Difficult to detect and with a low survival rate, pancreatic cancer is one of the most insidious forms of the disease. But now, researchers have identified an existing drug that could be repurposed to fight pancreatic cancer by targeting a key gene mutation.
Mutations in a gene called KRAS are one of the most common drivers of cancer, and they appear particularly frequently in pancreatic, lung, and colorectal cancers. Unfortunately, KRAS proteins were long considered “undruggable” due to their shape, but recently a drug that can latch onto them has been approved for phase 2 clinical trials.
For the new study, researchers at Virginia Commonwealth University (VCU) have found a new way to attack cancers with KRAS mutations. The team identified four different proteins – CDK1, CDK2, CDK7 and CDK9 – that seem to be expressed in higher levels in tumors that cannot survive without the KRAS mutation, and set about targeting them instead.
To do so, they examined a library of 294 drugs that have already been approved by the FDA for various purposes, and found one that can inhibit all four CDK proteins. The drug, known as AT7519, has so far proven unsuccessful in clinical trials to treat other types of cancer, but it hasn’t yet been tested in pancreatic cancer, the team says.
To test it out, the researchers pitted it against tumors grown in the lab from five pancreatic cancer patients.

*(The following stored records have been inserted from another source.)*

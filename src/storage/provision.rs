//! Idempotent collection and index provisioning.

use tracing::{debug, info};

use crate::db::{Collection, Database, IndexSpec};
use crate::error::{ProvisionError, StoreError};
use crate::storage::catalog::CollectionDescriptor;

#[derive(Debug, Clone, Copy, PartialEq, Eq)]
pub enum IndexOutcome {
    Created,
    /// An index with the same name and uniqueness was already there.
    Existing,
}

/// Creates the collection if needed and ensures every declared index, one at
/// a time and in declaration order.
pub async fn ensure(
    db: &Database,
    descriptor: &CollectionDescriptor,
) -> Result<Collection, ProvisionError> {
    let name = descriptor.name;
    info!(collection = name, indexes = descriptor.indexes.len(), "apply {name} checks");

    let collection = db
        .collection(name)
        .map_err(|e| ProvisionError::store(name, e))?;
    collection
        .create()
        .await
        .map_err(|e| ProvisionError::store(name, e))?;

    for spec in &descriptor.indexes {
        ensure_index(&collection, spec).await?;
    }

    info!(collection = name, "{name} checks passed");
    Ok(collection)
}

/// Ensures one index exists exactly as declared.
///
/// An existing index with the same name but different uniqueness is an
/// [`ProvisionError::IndexConflict`]; it is never silently replaced.
pub async fn ensure_index<T>(
    collection: &Collection<T>,
    spec: &IndexSpec,
) -> Result<IndexOutcome, ProvisionError> {
    let name = collection.name();
    let index = spec.name();
    let existing = collection
        .indexes()
        .await
        .map_err(|e| ProvisionError::store(name, e))?;

    if let Some(found) = existing.iter().find(|info| info.name == index) {
        if found.unique != spec.is_unique() {
            return Err(ProvisionError::IndexConflict {
                collection: name.to_string(),
                index,
                existing_unique: found.unique,
                requested_unique: spec.is_unique(),
            });
        }
        debug!(collection = name, %spec, "index already present");
        return Ok(IndexOutcome::Existing);
    }

    match collection.create_index(spec).await {
        Ok(()) => {
            debug!(collection = name, %spec, "index created");
            Ok(IndexOutcome::Created)
        }
        Err(StoreError::DuplicateKey { message, .. }) => Err(ProvisionError::UniqueViolation {
            collection: name.to_string(),
            index,
            message,
        }),
        Err(e) => Err(ProvisionError::store(name, e)),
    }
}
mod basic;
mod seeds;
mod storage;

pub use basic::BasicConfig;
pub use seeds::{RegionRuleSeed, SeedsConfig};
pub use storage::StorageConfig;

use figment::{
    Figment,
    providers::{Env, Format, Serialized, Toml},
};
use serde::{Deserialize, Serialize};
use std::path::PathBuf;

/// Application configuration managed by Figment.
#[derive(Debug, Clone, Deserialize, Serialize, Default)]
pub struct Config {
    /// Process-level settings (see `basic` table in config.toml).
    #[serde(default)]
    pub basic: BasicConfig,

    /// Document store connection settings (see `storage` table in config.toml).
    #[serde(default)]
    pub storage: StorageConfig,

    /// Startup seed content (see `seeds` table in config.toml).
    #[serde(default)]
    pub seeds: SeedsConfig,
}

const DEFAULT_CONFIG_FILE: &str = "config.toml";
const ENV_PREFIX: &str = "HEALTH_";

impl Config {
    /// Builds a Figment that merges defaults, an optional config TOML file and
    /// `HEALTH_`-prefixed environment variables (`__` separates tables, e.g.
    /// `HEALTH_STORAGE__DATABASE_URL`).
    pub fn figment() -> Figment {
        let mut figment = Figment::new().merge(Serialized::defaults(Config::default()));
        if PathBuf::from(DEFAULT_CONFIG_FILE).is_file() {
            figment = figment.merge(Toml::file(DEFAULT_CONFIG_FILE));
        }
        figment.merge(Env::prefixed(ENV_PREFIX).split("__"))
    }

    /// Loads and validates the configuration.
    pub fn load() -> Result<Self, figment::Error> {
        Self::from_figment(Self::figment())
    }

    pub fn from_figment(figment: Figment) -> Result<Self, figment::Error> {
        let cfg: Self = figment.extract()?;
        cfg.validate()?;
        Ok(cfg)
    }

    fn validate(&self) -> Result<(), figment::Error> {
        if self.storage.database_url.trim().is_empty() {
            return Err(figment::Error::from(
                "storage.database_url must be set and non-empty".to_string(),
            ));
        }
        if self.storage.timeout_secs == 0 {
            return Err(figment::Error::from(
                "storage.timeout_secs must be greater than zero".to_string(),
            ));
        }
        Ok(())
    }
}
use serde::{Deserialize, Serialize};

/// County document as stored in the `counties` collection.
///
/// Locations reference their county through `locations.county_id` and are not
/// embedded here.
#[derive(Debug, Clone, Deserialize, Serialize, Default, PartialEq)]
pub struct County {
    #[serde(rename = "_id")]
    pub id: String,
    pub name: String,
    #[serde(default)]
    pub state_province: String,
    #[serde(default)]
    pub country: String,

    #[serde(default)]
    pub guidelines: Vec<Guideline>,
    #[serde(default)]
    pub county_statuses: Vec<CountyStatus>,
}

#[derive(Debug, Clone, Deserialize, Serialize, Default, PartialEq)]
pub struct Guideline {
    pub id: String,
    pub name: String,
    #[serde(default)]
    pub description: String,
    #[serde(default)]
    pub items: Vec<GuidelineItem>,
}

#[derive(Debug, Clone, Deserialize, Serialize, Default, PartialEq)]
pub struct GuidelineItem {
    pub icon: String,
    pub description: String,
    #[serde(rename = "type")]
    pub kind: String,
}

#[derive(Debug, Clone, Deserialize, Serialize, Default, PartialEq)]
pub struct CountyStatus {
    pub id: String,
    /// red, green, yellow...
    pub name: String,
    #[serde(default)]
    pub description: String,
}

impl County {
    pub fn new(id: impl Into<String>, name: impl Into<String>) -> Self {
        Self {
            id: id.into(),
            name: name.into(),
            ..Default::default()
        }
    }
}
use thiserror::Error as ThisError;

use super::store::StoreError;

#[derive(Debug, ThisError)]
pub enum ProvisionError {
    #[error("Invalid collection catalog: {0}")]
    Catalog(String),

    #[error("Invalid name '{name}' in collection '{collection}': {reason}")]
    InvalidName {
        collection: String,
        name: String,
        reason: &'static str,
    },

    #[error(
        "Index '{index}' on '{collection}' already exists with unique={existing_unique}, declared unique={requested_unique}"
    )]
    IndexConflict {
        collection: String,
        index: String,
        existing_unique: bool,
        requested_unique: bool,
    },

    #[error("Existing data in '{collection}' violates unique index '{index}': {message}")]
    UniqueViolation {
        collection: String,
        index: String,
        message: String,
    },

    #[error("Provisioning '{collection}' failed: {source}")]
    Store {
        collection: String,
        #[source]
        source: StoreError,
    },
}

impl ProvisionError {
    pub(crate) fn store(collection: &str, source: impl Into<StoreError>) -> Self {
        let source = source.into();
        match source {
            StoreError::InvalidName { name, reason } => ProvisionError::InvalidName {
                collection: collection.to_string(),
                name,
                reason,
            },
            source => ProvisionError::Store {
                collection: collection.to_string(),
                source,
            },
        }
    }
}
mod connection;
mod provision;
mod seed;
mod storage;
mod store;

pub use connection::{ConnectPhase, ConnectionError};
pub use provision::ProvisionError;
pub use seed::SeedError;
pub use storage::{ChangeFeedError, StorageError};
pub use store::StoreError;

A7519 successfully suppressed the growth of those cells, and showed similar results in human and mouse mini-organ models. Of course, that's a small sample size and still far removed from in-human tests, but it's an interesting start.
“If our findings are correct and translate in humans, then we should be able to see a positive response in pancreatic cancer patients whose tumors are addicted to mutant KRAS,” says Said Sebti, lead researcher on the study.
If the technique does work, the team says that it might also be applied to other cancers that rely on KRAS mutations, like colorectal and lung cancers.
The research was published in the journal Clinical Cancer Research.